The tolerances are pretty close. It would be a challenge to build an efficient speaker from scratch.

My problem is I am plugging this into an audio port of a computer.
And I cann't hear my voice at all. What voltage ranges does a typical sound card in a computer use? And what am I doing wrong?
Are you using the microphone input?
Just from what you've described, if you did get any output at all, it would be extremely low in volume.

Note I really don't care about the quality. Just want to see it work.
Don't really want to use anything more then the bare minimum for supplies in building the mic.
If you do get any output, it will be of rather poor quality.

Second problem is I am trying to verify the law of induction by creating a magnet out of a screw. I wrap the wire around the screw about 10 times and plug the wire ends into a 9 volt battery. But I cann't see any noticable magnetic field induced. I tried picking up paper clips but no luck.
Are you using magnet wire or insulated hook-up wire?

Magnet wire has a very thin, nearly transparent coating of insulation on it. Years ago they used lacquer.
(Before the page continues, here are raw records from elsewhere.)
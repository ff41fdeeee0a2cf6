//! Course records and request/response models for the course API
//!
//! This module defines the stored course type, the value kept in the cache,
//! and the DTOs used for HTTP request and response bodies.

pub mod course;
pub mod requests;
pub mod responses;

// Re-export commonly used types
pub use course::{course_cache_key, owner_cache_key, CachedResult, Course, CourseRow, NewCourse};
pub use requests::{CourseQuery, ListCoursesRequest};
pub use responses::{
    CourseListResponse, CourseResponse, ErrorResponse, HealthResponse, StatsResponse,
};
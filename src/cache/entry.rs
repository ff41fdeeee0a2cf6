//! Cache Entry Module
//!
//! A stored value stamped with the time it was inserted.

// == Cache Entry ==
/// A single cached value and its insertion timestamp.
#[derive(Debug, Clone)]
pub struct CacheEntry<T> {
    /// The stored value
    pub value: T,
    /// Insertion timestamp (Unix milliseconds)
    pub inserted_at: u64,
}

impl<T> CacheEntry<T> {
    // == Constructor ==
    /// Creates an entry inserted at `inserted_at`.
    pub fn new(value: T, inserted_at: u64) -> Self {
        Self { value, inserted_at }
    }

    // == Age ==
    /// Milliseconds elapsed since insertion. A clock that moved backwards
    /// yields zero.
    pub fn age_ms(&self, now_ms: u64) -> u64 {
        now_ms.saturating_sub(self.inserted_at)
    }

    // == Is Expired ==
    /// Checks whether the entry has outlived `ttl_ms`.
    ///
    /// An entry is valid while `age < ttl`, so it is already expired at the
    /// exact moment its age reaches the TTL.
    pub fn is_expired(&self, now_ms: u64, ttl_ms: u64) -> bool {
        self.age_ms(now_ms) >= ttl_ms
    }
}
Anyway, you need to remove the insulation by scraping or burning it.

Non-insulated wire will not work, as the screw will short out the coil.
How many times should I wrap the wire around the screw so I can see a noticable magnetic field.
Basically, the more turns you wrap around the screw, the stronger the magnetic field will be. You can wrap a bunch of turns on in a hurry if you use a piece of masking tape to hold the end of the wire to the screw, and chuck the screw in a variable-speed electric drill. Wear a glove on one hand, and keep just a light tension on the wire as you guide it. Run the drill at low speed.

Note I have seen a picture of somebody doing it with less then a nine volt battery on youtube.
I did a similar experiment many years ago using a very large 1 1/2v "doorbell" battery. The first time I tried it, I used non-insulated wire wrapped on a large nail. The nail did not become magnetized, but it got hot very quickly. :eek: I tried again using insulated wire, and it was strong enough to pick up other nails and paperclips.

Also what is the difference in using radio shacks insulated copper wire As opposed to using radio shacks magnetic wire which is not insulated?
The hook-up wire with colored insulation will have a much larger outer diameter than magnet wire, which will limit how many turns you can place in a small area. Magnet wire actually does have insulation on it. Buss wire does not have insulation on it.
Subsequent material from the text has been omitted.